How to insinuate I’ve noted every flaw?
How do I firmly stand my ground?
How do I throw my weight around?
What is the way to be the greatest mother-in-law?
CAROL
If you articulate complaints and criticism
And never let an unkind word get stuck in your craw
Whether you’re taking down a hem
Or simply making fun of them
You’ll be the mother of all mothers-in-law
It’s a very ancient saying, (but a true and honest thought) that if you become a teacher, by your pupils, you’ll be taught. In attendance were two younger composers, and they’d impressed me when they were in the hot seat during their Turkey Days. One made the compositional suggestion that one can keep a song interesting by varying accompaniment figures. This was much on my mind a few days later when I was coaching an actress prior to a production of the other composer’s Pulitzer Prize-winning musical. (God, now it sounds like I’m going out of my way to avoid dropping names.)

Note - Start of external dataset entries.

//! Declarative host definitions

/// Declare a configuration struct and implement [`ConfigFields`](crate::ConfigFields) for it.
///
/// Each field carries its compile-time default after `=`, and may be placed in
/// a category with `#[category("name")]` (after any doc comments). The macro
/// generates the struct, a `Default` impl using those defaults, and the
/// schema and accessors.
///
/// # Example
///
/// ```
/// use cfgsync_core::{ConfigFields, FieldValue};
///
/// cfgsync_core::config_fields! {
///     #[derive(Debug, Clone)]
///     pub struct ServerConfig {
///         /// Display name
///         pub name: String = "demo".to_string(),
///         #[category("network")]
///         pub network_port: i32 = 8080,
///         #[category("network")]
///         pub network_hosts: Vec<String> = vec!["localhost".to_string()],
///     }
/// }
///
/// let schema = ServerConfig::schema().unwrap();
/// assert_eq!(schema.get("network_port").unwrap().path().to_string(), "network.port");
/// assert_eq!(
///     ServerConfig::default().read_field("network_port"),
///     Some(FieldValue::Int32(8080))
/// );
/// ```
#[macro_export]
macro_rules! config_fields {
    (@category $category:literal) => {
        ::std::option::Option::Some($category)
    };
    (@category) => {
        ::std::option::Option::None
    };
    (
        $(#[$meta:meta])*
        $vis:vis struct $name:ident {
            $(
                $(#[doc = $doc:expr])*
                $(#[category($category:literal)])?
                $field_vis:vis $field:ident : $ty:ty = $default:expr
            ),* $(,)?
        }
    ) => {
        $(#[$meta])*
        $vis struct $name {
            $(
                $(#[doc = $doc])*
                $field_vis $field: $ty,
            )*
        }

        impl ::std::default::Default for $name {
            fn default() -> Self {
                Self {
                    $( $field: $default, )*
                }
            }
        }

        impl $crate::ConfigFields for $name {
            fn schema() -> $crate::Result<$crate::Schema> {
                $crate::Schema::builder()
                    $(
                        .field(
                            ::std::stringify!($field),
                            <$ty as $crate::ConfigValue>::FIELD_TYPE,
                            $crate::config_fields!(@category $($category)?),
                        )
                    )*
                    .build()
            }

            fn read_field(&self, name: &str) -> ::std::option::Option<$crate::FieldValue> {
                match name {
                    $(
                        ::std::stringify!($field) => ::std::option::Option::Some(
                            $crate::ConfigValue::to_field_value(&self.$field),
                        ),
                    )*
                    _ => ::std::option::Option::None,
                }
            }

            fn write_field(&mut self, name: &str, value: $crate::FieldValue) -> $crate::Result<()> {
                match name {
                    $(
                        ::std::stringify!($field) => {
                            self.$field = <$ty as $crate::ConfigValue>::from_field_value(name, value)?;
                            ::std::result::Result::Ok(())
                        }
                    )*
                    _ => ::std::result::Result::Err($crate::Error::FieldNotFound {
                        name: name.to_string(),
                    }),
                }
            }
        }
    };
}

#[cfg(test)]
mod tests {
    use crate::{ConfigFields, Error, FieldType, FieldValue};

    crate::config_fields! {
        #[derive(Debug, PartialEq)]
        struct Sample {
            title: String = "t".to_string(),
            #[category("db")]
            db_pool_size: i64 = 4,
            tags: Vec<bool> = Vec::new(),
        }
    }

    #[test]
    fn test_schema_follows_declaration() {
        let schema = Sample::schema().unwrap();
        assert_eq!(schema.names(None), vec!["title", "db_pool_size", "tags"]);

        let pool = schema.get("db_pool_size").unwrap();
        assert_eq!(pool.category(), Some("db"));
        assert_eq!(pool.key(), "pool_size");
        assert_eq!(pool.field_type(), FieldType::INT64);
    }

    #[test]
    fn test_write_field_rejects_wrong_type_and_unknown_name() {
        let mut sample = Sample::default();

        sample
            .write_field("db_pool_size", FieldValue::Int64(16))
            .unwrap();
        assert_eq!(sample.db_pool_size, 16);

        let err = sample
            .write_field("db_pool_size", FieldValue::Bool(true))
            .unwrap_err();
        assert!(matches!(err, Error::TypeMismatch { .. }));
        assert_eq!(sample.db_pool_size, 16);

        let err = sample
            .write_field("missing", FieldValue::Bool(true))
            .unwrap_err();
        assert!(matches!(err, Error::FieldNotFound { .. }));
    }
}
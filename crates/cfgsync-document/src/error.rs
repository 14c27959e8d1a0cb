//! Error types for cfgsync-document

/// Result type for cfgsync-document operations
pub type Result<T> = std::result::Result<T, Error>;

/// Errors that can occur in cfgsync-document operations
#[derive(Debug, thiserror::Error)]
pub enum Error {
    #[error("Failed to parse {format} content: {message}")]
    Parse { format: String, message: String },

    #[error("Failed to render {format} content: {message}")]
    Serialize { format: String, message: String },

    #[error("Node at '{path}' is not an object")]
    NotAnObject { path: String },

    #[error("Document path is empty")]
    EmptyPath,
}

impl Error {
    pub fn parse(format: impl Into<String>, message: impl Into<String>) -> Self {
        Self::Parse {
            format: format.into(),
            message: message.into(),
        }
    }

    pub fn serialize(format: impl Into<String>, message: impl Into<String>) -> Self {
        Self::Serialize {
            format: format.into(),
            message: message.into(),
        }
    }
}
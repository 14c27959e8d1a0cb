//! Declarative configuration synchronizer
//!
//! Keeps a set of typed host fields consistent with a hierarchical document
//! on disk, in both directions:
//!
//! - **Schema**: hosts declare fields (name, type, optional category) with
//!   [`config_fields!`] or a manual [`ConfigFields`] impl
//! - **Coercion**: field values materialize to document nodes and hydrate back
//! - **Persistence**: [`SyncedConfig`] creates the file with defaults, loads it,
//!   heals missing keys, and saves on every `set`
//! - **Watcher**: a background thread reloads after external edits
//!
//! # Architecture
//!
//! ```text
//!        host struct (ConfigFields)
//!                   |
//!              cfgsync-core
//!                   |
//!       +-----------+-----------+
//!       |                       |
//! cfgsync-document         cfgsync-fs
//! ```
//!
//! # Example
//!
//! ```no_run
//! use cfgsync_core::{FieldType, SyncedConfig};
//!
//! cfgsync_core::config_fields! {
//!     #[derive(Debug, Clone)]
//!     pub struct ChatConfig {
//!         pub motd: String = "Welcome".to_string(),
//!         #[category("limits")]
//!         pub limits_max_players: i32 = 20,
//!         #[category("limits")]
//!         pub limits_banned: Vec<String> = Vec::new(),
//!     }
//! }
//!
//! # fn main() -> cfgsync_core::Result<()> {
//! let config = SyncedConfig::open("config/chat.json", ChatConfig::default())?;
//! config.set("limits_max_players", 32)?;
//! println!("{:?}", config.list_fields(Some(FieldType::INT32)));
//! # Ok(())
//! # }
//! ```

pub mod coerce;
pub mod config;
pub mod error;
pub mod events;
pub mod host;
pub mod logging;
mod macros;
pub mod options;
pub mod schema;
pub mod storage;
pub mod value;
pub mod watcher;

pub use config::{SyncedConfig, SyncedConfigBuilder};
pub use error::{Error, Result};
pub use events::{LoadReport, LoadTrigger, ReloadEvent};
pub use host::ConfigFields;
pub use options::{DEFAULT_POLL_INTERVAL, SyncOptions};
pub use schema::{ConfigField, Schema, SchemaBuilder, derive_key};
pub use storage::Storage;
pub use value::{ConfigValue, FieldType, FieldValue, ScalarType};
pub use watcher::Watcher;

pub use cfgsync_document::{DocPath, Document, DocumentNode, Format};
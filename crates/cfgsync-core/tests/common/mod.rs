//! Hosts shared by the cfgsync-core integration tests

#![allow(dead_code)]

use std::path::Path;
use std::time::Duration;

use cfgsync_core::{
    ConfigFields, ConfigValue, Error, FieldType, FieldValue, Result, Schema, ScalarType,
    SyncedConfig,
};

cfgsync_core::config_fields! {
    #[derive(Debug, Clone, PartialEq)]
    #[allow(non_snake_case)]
    pub struct ServerConfig {
        /// Shown to clients on connect
        pub motd: String = "Welcome".to_string(),
        #[category("network")]
        pub network_port: i32 = 8080,
        #[category("network")]
        pub network_hosts: Vec<String> = vec!["localhost".to_string()],
        #[category("limits")]
        pub limits_max_bytes: i64 = 1 << 40,
        #[category("limits")]
        pub limitsEnabled: bool = true,
        pub retry_delays: Vec<i32> = vec![1, 2, 4],
    }
}

/// A hand-written host that counts reload notifications.
#[derive(Debug, Clone, Default, PartialEq)]
pub struct CountingHost {
    pub level: i64,
    pub tags: Vec<String>,
    pub reloads: usize,
}

impl ConfigFields for CountingHost {
    fn schema() -> Result<Schema> {
        Schema::builder()
            .field("level", FieldType::INT64, Some("log"))
            .field("tags", FieldType::List(ScalarType::String), None)
            .build()
    }

    fn read_field(&self, name: &str) -> Option<FieldValue> {
        match name {
            "level" => Some(self.level.to_field_value()),
            "tags" => Some(self.tags.to_field_value()),
            _ => None,
        }
    }

    fn write_field(&mut self, name: &str, value: FieldValue) -> Result<()> {
        match name {
            "level" => self.level = i64::from_field_value(name, value)?,
            "tags" => self.tags = Vec::from_field_value(name, value)?,
            _ => {
                return Err(Error::FieldNotFound {
                    name: name.to_string(),
                });
            }
        }
        Ok(())
    }

    fn on_reload(&mut self) {
        self.reloads += 1;
    }
}

/// Open without a watcher so tests control every load.
pub fn open_unwatched<T: ConfigFields>(path: &Path, host: T) -> SyncedConfig<T> {
    SyncedConfig::builder(path)
        .watch(false)
        .open(host)
        .expect("Should open config")
}

/// Open with a fast watcher.
pub fn open_watched<T: ConfigFields>(path: &Path, host: T) -> SyncedConfig<T> {
    SyncedConfig::builder(path)
        .poll_interval(POLL)
        .open(host)
        .expect("Should open config")
}

pub const POLL: Duration = Duration::from_millis(50);

/// Upper bound for anything the watcher is expected to pick up.
pub const SETTLE: Duration = Duration::from_secs(5);
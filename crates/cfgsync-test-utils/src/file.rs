//! [`TestConfigFile`] fixture for synchronizer scenarios.

use std::fs::{self, File};
use std::path::{Path, PathBuf};
use std::time::{Duration, SystemTime};

use tempfile::TempDir;

/// A configuration file path inside a fresh temporary directory.
///
/// The file itself is not created; that is left to the code under test.
///
/// # Example
///
/// ```rust
/// use cfgsync_test_utils::TestConfigFile;
///
/// let file = TestConfigFile::nested("app.json");
/// assert!(!file.exists());
/// file.write_external("{}");
/// assert_eq!(file.read(), "{}");
/// ```
pub struct TestConfigFile {
    temp_dir: TempDir,
    path: PathBuf,
}

impl TestConfigFile {
    /// A file directly inside the temporary directory.
    pub fn new(file_name: &str) -> Self {
        let temp_dir = TempDir::new().unwrap();
        let path = temp_dir.path().join(file_name);
        Self { temp_dir, path }
    }

    /// A file two directories below the temporary directory, neither of
    /// which exists yet.
    pub fn nested(file_name: &str) -> Self {
        let temp_dir = TempDir::new().unwrap();
        let path = temp_dir.path().join("config").join("app").join(file_name);
        Self { temp_dir, path }
    }

    pub fn path(&self) -> &Path {
        &self.path
    }

    pub fn dir(&self) -> &Path {
        self.temp_dir.path()
    }

    pub fn exists(&self) -> bool {
        self.path.exists()
    }

    /// Read the file as text.
    ///
    /// # Panics
    /// Panics if the file cannot be read.
    pub fn read(&self) -> String {
        fs::read_to_string(&self.path)
            .unwrap_or_else(|e| panic!("Could not read {}: {e}", self.path.display()))
    }

    /// Read the file as JSON.
    ///
    /// # Panics
    /// Panics if the file is not valid JSON.
    pub fn read_json(&self) -> serde_json::Value {
        serde_json::from_str(&self.read())
            .unwrap_or_else(|e| panic!("{} is not valid JSON: {e}", self.path.display()))
    }

    /// Replace the file as an external editor would.
    ///
    /// The modification time is moved strictly past its previous value, so
    /// the change is visible even on filesystems with coarse timestamps.
    pub fn write_external(&self, content: &str) {
        let previous = fs::metadata(&self.path)
            .and_then(|m| m.modified())
            .unwrap_or(SystemTime::UNIX_EPOCH);

        if let Some(parent) = self.path.parent() {
            fs::create_dir_all(parent).unwrap();
        }
        fs::write(&self.path, content).unwrap();

        let bumped = previous.max(SystemTime::now()) + Duration::from_secs(2);
        File::options()
            .write(true)
            .open(&self.path)
            .and_then(|f| f.set_modified(bumped))
            .unwrap();
    }

    /// Assert that the file contains `needle`.
    ///
    /// # Panics
    /// Panics with the file content if it does not.
    pub fn assert_contains(&self, needle: &str) {
        let content = self.read();
        assert!(
            content.contains(needle),
            "{} does not contain expected content.\nExpected: {needle}\nActual: {content}",
            self.path.display()
        );
    }
}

The lovely song, Maybe, begins with a quick arpeggio on sixteenth notes, that then calms down into slower notes. And I’ve only described one bar. I hear that, and get the sense that the character’s mind keeps racing, and yet she manages to calm it down, in the end of the measure. In the second A section, which is a bit longer, strings sneak in, adding warmth and refinement. For much of the show, Diana has been associated with frenetic and acerbic rock music (she may be the oldest major character in a musical ever to be depicted with rock, an innovation that makes sense since she’s someone who’s lived her entire life in the rock era). Now that she’s successfully gaining control over her mind, there’s an echo of the ordered respectability one hears in string quartets. Then there’s a third A section (unusual, that) where the rhythm kicks in, a sort of combination of driving pop played against bowed refinement, as if she’s comfortably residing in a harmonious place. On the line “a girl with a mother who just couldn’t cope” the rhythm drops out, and the violins ascend. Listening to this, one is in doubt whether Diana can continue to hold it together. The daughter finally chirps up, in the bridge, and the music has a steady rock feel. This character, Natalie, is peeved but articulate. Leading into a section where the women overlap, the accompaniment figures get very quick, although the pace of the song has only been upped subtly. Diana’s next solo section is sparely backed, with half-notes, sometimes pushed. The communication is too important to have much hit the ear besides her voice. When quarter note chords are played, the tempo trails off, which gives a certain halt to words she finds difficult to get across. Natalie’s answer is rhythmically similar, with chords on one, two and three but not four. And then, for the final rapprochement, chords hit just on one and two, and the harmonies do not resolve. Next To Normal smartly steers clear of pat endings.
I wish I could say those writers picked up their know-how at a Turkey Day, but I’d have to mention their names, so I can’t.